By: John Miner | Updated: 2022-01-24 | Comments | Related: > Azure Data Factory
Problem
Azure Data Factory is a very popular extract, load and translate (ELT) tool. The copy activity is at the center of this design paradigm. However, communication of changes to the source systems do not always flow to data engineer. Thus, a schema change in the source system might suddenly result in a production runtime issue. How can we defensively program the copy activity to reduce the chances of a runtime issue?
Solution
Microsoft Azure has two services, Data Factory and Synapse, that allow the developer to create a pipeline that uses the copy activity. Today, we are going to talk how the tabular translator (JSON mapping document) can be used to reduce the exposure to schema drift (source system tuple changes).
Business Problem
The image below depicts a typical hybrid solution using Azure Data Factory. The self-hosted runtime is installed on the virtual machine named vm4sql19. This machine happens to have a file share that contains files from the Adventure Works 2014 sample database in comma separated value (CSV) format. The pipeline inside the data factory named adf4tips2021 will read the file from the share and write the file to a data lake storage container underneath the storage account named sa4tips2021.

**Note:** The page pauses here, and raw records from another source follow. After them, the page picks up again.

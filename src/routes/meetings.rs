use crate::HttpClient;
use crate::bbb::{self, BbbApi};
use crate::checksum;
use crate::config::Config;
use crate::db::Db;
use crate::models::ServerState;
use crate::placement;
use crate::response::{self, ApiResponse};
use crate::xml::XmlValue;
use indexmap::IndexMap;
use rocket::http::{Cookie, CookieJar, SameSite};
use rocket::response::Redirect;
use rocket::{State, get};
use std::collections::HashSet;

use super::{RawQuery, authenticate};

/// The unauthenticated API-root handshake: BBB frontends probe this to
/// discover the protocol version.
#[get("/")]
pub fn api_index() -> ApiResponse {
    response::success([("version", XmlValue::text("2.0"))])
}

#[get("/create")]
pub async fn create(
    db: &State<Db>,
    config: &State<Config>,
    http: &State<HttpClient>,
    query: RawQuery,
) -> ApiResponse {
    let params = match authenticate("create", &query.0, &config.secret) {
        Ok(params) => params,
        Err(resp) => return resp,
    };
    let Some(meeting_id) = params.get("meetingID").cloned() else {
        return response::missing_meeting_id();
    };

    // Reuse the running meeting's server, or pick the least loaded one
    let server = match db.get_running_meeting(&meeting_id) {
        Some(meeting) => match db.get_server_by_row_id(meeting.server_id) {
            Some(server) => server,
            None => return response::internal_error("The meeting's server no longer exists"),
        },
        None => match placement::get_next_server(db, None) {
            Ok(server) => server,
            Err(_) => {
                return response::internal_error("No server available to create the meeting on");
            }
        },
    };

    match placement::create_meeting_on(db, &http.0, config, &server, &meeting_id, &params).await {
        Ok((_, upstream)) => response::wrap_upstream(upstream),
        Err(e) => response::from_bbb_error(e),
    }
}

#[get("/join")]
pub fn join(
    db: &State<Db>,
    config: &State<Config>,
    jar: &CookieJar<'_>,
    query: RawQuery,
) -> ApiResponse {
    let params = match authenticate("join", &query.0, &config.secret) {
        Ok(params) => params,
        Err(resp) => return resp,
    };
    let Some(meeting_id) = params.get("meetingID") else {
        return response::missing_meeting_id();
    };
    let Some(meeting) = db.get_running_meeting(meeting_id) else {
        return response::meeting_not_found();
    };
    let Some(server) = db.get_server_by_row_id(meeting.server_id) else {
        return response::internal_error("The meeting's server no longer exists");
    };

    // Remember the join parameters so rejoin can replay them after a move.
    // The checksum binds the payload to our secret; no time component, the
    // cookie's own expiry bounds its lifetime.
    let mut payload = params.clone();
    let cookie_checksum = checksum::rcp_checksum(&payload, &config.secret, "rejoin");
    payload.insert("checksum".to_string(), cookie_checksum);
    let json = serde_json::to_string(&payload).unwrap_or_default();
    let cookie = Cookie::build(("bbb_join", urlencoding::encode(&json).into_owned()))
        .domain(config.hostname.clone())
        .max_age(rocket::time::Duration::days(7))
        .secure(true)
        .http_only(true)
        .same_site(SameSite::Strict);
    jar.add(cookie);

    let url = BbbApi::for_server(&server).build_api_url("join", &params);
    ApiResponse::Redirect(Redirect::found(url))
}

#[get("/isMeetingRunning")]
pub fn is_meeting_running(db: &State<Db>, config: &State<Config>, query: RawQuery) -> ApiResponse {
    let params = match authenticate("isMeetingRunning", &query.0, &config.secret) {
        Ok(params) => params,
        Err(resp) => return resp,
    };
    let Some(meeting_id) = params.get("meetingID") else {
        return response::missing_meeting_id();
    };

    let running = db.get_running_meeting(meeting_id).is_some();
    response::success([(
        "running",
        XmlValue::text(if running { "true" } else { "false" }),
    )])
}

#[get("/end")]
pub async fn end(
    db: &State<Db>,
    config: &State<Config>,
    http: &State<HttpClient>,
    query: RawQuery,
) -> ApiResponse {
    let params = match authenticate("end", &query.0, &config.secret) {
        Ok(params) => params,
        Err(resp) => return resp,
    };
    let Some(meeting_id) = params.get("meetingID") else {
        return response::missing_meeting_id();
    };
    let Some(meeting) = db.get_running_meeting(meeting_id) else {
        return response::meeting_not_found();
    };
    let Some(server) = db.get_server_by_row_id(meeting.server_id) else {
        return response::internal_error("The meeting's server no longer exists");
    };

    match BbbApi::for_server(&server).send(&http.0, "end", &params).await {
        Ok(upstream) => {
            if bbb::is_success(&upstream) {
                db.set_meeting_ended(meeting.id);
            }
            response::wrap_upstream(upstream)
        }
        Err(e) => response::from_bbb_error(e),
    }
}

#[get("/getMeetingInfo")]
pub async fn get_meeting_info(
    db: &State<Db>,
    config: &State<Config>,
    http: &State<HttpClient>,
    query: RawQuery,
) -> ApiResponse {
    let params = match authenticate("getMeetingInfo", &query.0, &config.secret) {
        Ok(params) => params,
        Err(resp) => return resp,
    };
    let Some(meeting_id) = params.get("meetingID") else {
        return response::missing_meeting_id();
    };
    let Some(meeting) = db.get_running_meeting(meeting_id) else {
        return response::meeting_not_found();
    };
    let Some(server) = db.get_server_by_row_id(meeting.server_id) else {
        return response::internal_error("The meeting's server no longer exists");
    };

    match BbbApi::for_server(&server)
        .send(&http.0, "getMeetingInfo", &params)
        .await
    {
        Ok(upstream) => response::wrap_upstream(upstream),
        Err(e) => response::from_bbb_error(e),
    }
}

#[get("/getMeetings")]
pub async fn get_meetings(
    db: &State<Db>,
    config: &State<Config>,
    http: &State<HttpClient>,
    query: RawQuery,
) -> ApiResponse {
    if let Err(resp) = authenticate("getMeetings", &query.0, &config.secret) {
        return resp;
    }

    let mut all = Vec::new();
    for server in db
        .list_servers()
        .into_iter()
        .filter(|s| s.state == ServerState::Enabled)
    {
        // A server that cannot answer contributes nothing to the aggregate
        let upstream = match BbbApi::for_server(&server)
            .send(&http.0, "getMeetings", &IndexMap::new())
            .await
        {
            Ok(upstream) => upstream,
            Err(e) => {
                eprintln!("⚠️ getMeetings on #{} failed: {e}", server.server_id);
                continue;
            }
        };
        // <meetings> holds one <meeting> or many; normalize either shape
        if let Some(meeting) = upstream.get("meetings").and_then(|m| m.get("meeting")) {
            all.extend(meeting.items().into_iter().cloned());
        }
    }

    if all.is_empty() {
        response::success_with_key(
            "noMeetings",
            "no meetings were found on this server",
            [("meetings", XmlValue::text(""))],
        )
    } else {
        response::success([(
            "meetings",
            XmlValue::node([("meeting", XmlValue::List(all))]),
        )])
    }
}

#[get("/getStatistics")]
pub async fn get_statistics(
    db: &State<Db>,
    config: &State<Config>,
    http: &State<HttpClient>,
    query: RawQuery,
) -> ApiResponse {
    if let Err(resp) = authenticate("getStatistics", &query.0, &config.secret) {
        return resp;
    }

    let mut all = Vec::new();
    for server in db
        .list_servers()
        .into_iter()
        .filter(|s| s.state == ServerState::Enabled)
    {
        // A server that cannot answer contributes nothing to the aggregate
        let upstream = match BbbApi::for_server(&server)
            .send(&http.0, "getMeetings", &IndexMap::new())
            .await
        {
            Ok(upstream) => upstream,
            Err(e) => {
                eprintln!("⚠️ getStatistics on #{} failed: {e}", server.server_id);
                continue;
            }
        };
        let Some(meeting) = upstream.get("meetings").and_then(|m| m.get("meeting")) else {
            continue;
        };
        for item in meeting.items() {
            let mut projected = IndexMap::new();
            projected.insert(
                "meetingID".to_string(),
                XmlValue::text(item.str_of("meetingID").unwrap_or("")),
            );
            for field in [
                "participantCount",
                "listenerCount",
                "voiceParticipantCount",
                "videoCount",
            ] {
                projected.insert(
                    field.to_string(),
                    XmlValue::text(item.str_of(field).unwrap_or("0")),
                );
            }
            all.push(XmlValue::Node(projected));
        }
    }

    if all.is_empty() {
        response::success_with_key(
            "noMeetings",
            "no meetings were found on this server",
            [("statistics", XmlValue::text(""))],
        )
    } else {
        response::success([(
            "statistics",
            XmlValue::node([("meeting", XmlValue::List(all))]),
        )])
    }
}

#[get("/move")]
pub async fn move_meeting(
    db: &State<Db>,
    config: &State<Config>,
    http: &State<HttpClient>,
    query: RawQuery,
) -> ApiResponse {
    let params = match authenticate("move", &query.0, &config.secret) {
        Ok(params) => params,
        Err(resp) => return resp,
    };
    let Some(meeting_id) = params.get("meetingID") else {
        return response::missing_meeting_id();
    };
    let Some(meeting) = db.get_running_meeting(meeting_id) else {
        return response::meeting_not_found();
    };

    let destination = match params.get("serverID") {
        Some(raw) => match raw.parse::<i64>().ok().and_then(|id| db.get_server(id)) {
            Some(server) => server,
            None => {
                return response::failed(
                    "notFound",
                    "We could not find a server with that server ID",
                );
            }
        },
        None => match placement::get_next_server(db, Some(meeting.server_id)) {
            Ok(server) => server,
            Err(_) => {
                return response::failed(
                    "sameServer",
                    "There is no other server to move the meeting to",
                );
            }
        },
    };
    if destination.id == meeting.server_id {
        return response::failed("sameServer", "The meeting is already running on this server");
    }

    // End on the old server, best effort; migration proceeds regardless
    if let Some(server) = db.get_server_by_row_id(meeting.server_id) {
        let mut end_params = IndexMap::new();
        end_params.insert("meetingID".to_string(), meeting.meeting_id.clone());
        if let Some(password) = meeting.create_query.get("moderatorPW") {
            end_params.insert("password".to_string(), password.clone());
        }
        let _ = BbbApi::for_server(&server)
            .send(&http.0, "end", &end_params)
            .await;
    }
    db.set_meeting_ended(meeting.id);

    match placement::create_meeting_on(
        db,
        &http.0,
        config,
        &destination,
        &meeting.meeting_id,
        &meeting.create_query,
    )
    .await
    {
        Ok((new_id, upstream)) => {
            if bbb::is_success(&upstream) {
                db.set_meeting_moved_to(meeting.id, new_id);
            }
            response::wrap_upstream(upstream)
        }
        Err(e) => response::from_bbb_error(e),
    }
}

#[get("/rejoin")]
pub fn rejoin(
    db: &State<Db>,
    config: &State<Config>,
    jar: &CookieJar<'_>,
    query: RawQuery,
) -> ApiResponse {
    let params = match authenticate("rejoin", &query.0, &config.secret) {
        Ok(params) => params,
        Err(resp) => return resp,
    };
    let Some(raw_id) = params.get("meetingID") else {
        return response::missing_meeting_id();
    };
    let Some(origin) = raw_id.parse::<i64>().ok().and_then(|id| db.get_meeting_by_id(id)) else {
        return response::meeting_not_found();
    };

    // Walk the moved_to chain to the terminal meeting. The chain is a
    // forest by invariant, but a visited set keeps a corrupted row from
    // spinning us forever.
    let mut meeting = origin.clone();
    let mut seen = HashSet::new();
    seen.insert(meeting.id);
    while let Some(next_id) = meeting.moved_to {
        if !seen.insert(next_id) {
            break;
        }
        match db.get_meeting_by_id(next_id) {
            Some(next) => meeting = next,
            None => break,
        }
    }

    if meeting.id == origin.id {
        // Never moved: this is a plain logout, send the user where the
        // original create wanted them
        let target = origin
            .create_query
            .get("logoutURL")
            .cloned()
            .unwrap_or_else(|| config.logout_url.clone());
        return ApiResponse::Redirect(Redirect::found(target));
    }

    let Some(cookie) = jar.get("bbb_join") else {
        return response::failed("noJoinCookie", "Your browser did not send a join cookie");
    };
    let decoded = checksum::decode_component(cookie.value());
    let Ok(mut cookie_params) = serde_json::from_str::<IndexMap<String, String>>(&decoded) else {
        return response::failed("noJoinCookie", "Your join cookie could not be read");
    };
    let provided = cookie_params.shift_remove("checksum").unwrap_or_default();
    if checksum::rcp_checksum(&cookie_params, &config.secret, "rejoin") != provided {
        return response::checksum_error();
    }

    let Some(server) = db.get_server_by_row_id(meeting.server_id) else {
        return response::meeting_not_found();
    };
    cookie_params.insert("meetingID".to_string(), meeting.meeting_id.clone());
    let url = BbbApi::for_server(&server).build_api_url("join", &cookie_params);
    ApiResponse::Redirect(Redirect::found(url))
}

While this business problem is simple, it does relate to typical data processing that companies perform daily. The problem with CSV files is that the format can change at the whim of the end users that create and maintain the files.
Linked Service and Dataset
Before we can start developing a pipeline, we must define both the source and target linked services and data sets. I am going to re-use the linked service I have used in a previous article named DS_ADLS2_DATALAKE_STORAGE for the destination. The image below shows how objects are built upon each other to provide the final pipeline solution.
Since this is a brand-new file share, I need to create the directory on the Azure Virtual Machine (VM) named vm4sql19; and I need to share the folder named filerepo to a user (application) account that has rights to the virtual machine. The image below shows the shared folder. Make sure you place the files from the Adventure Works installation into this directory.
The first step is to define the source linked service. Use the manage icon within the Data Factory Studio to get access to the linked services screen. Please hit the new + icon to create the new definition. The image below shows that the file system is the correct object to create. It is important to note that only a self-hosted integration runtime can access a local file system. This will not work with the default Azure Integration Runtime.
I am following a naming convention when defining the objects with Data Factory. The image below shows the newly created linked service called LS_NTFS_SRC_FILES. I am using the local Active Directory Account named jminer to access the local file share call filerepo. Use the test connection icon to validate the linked service.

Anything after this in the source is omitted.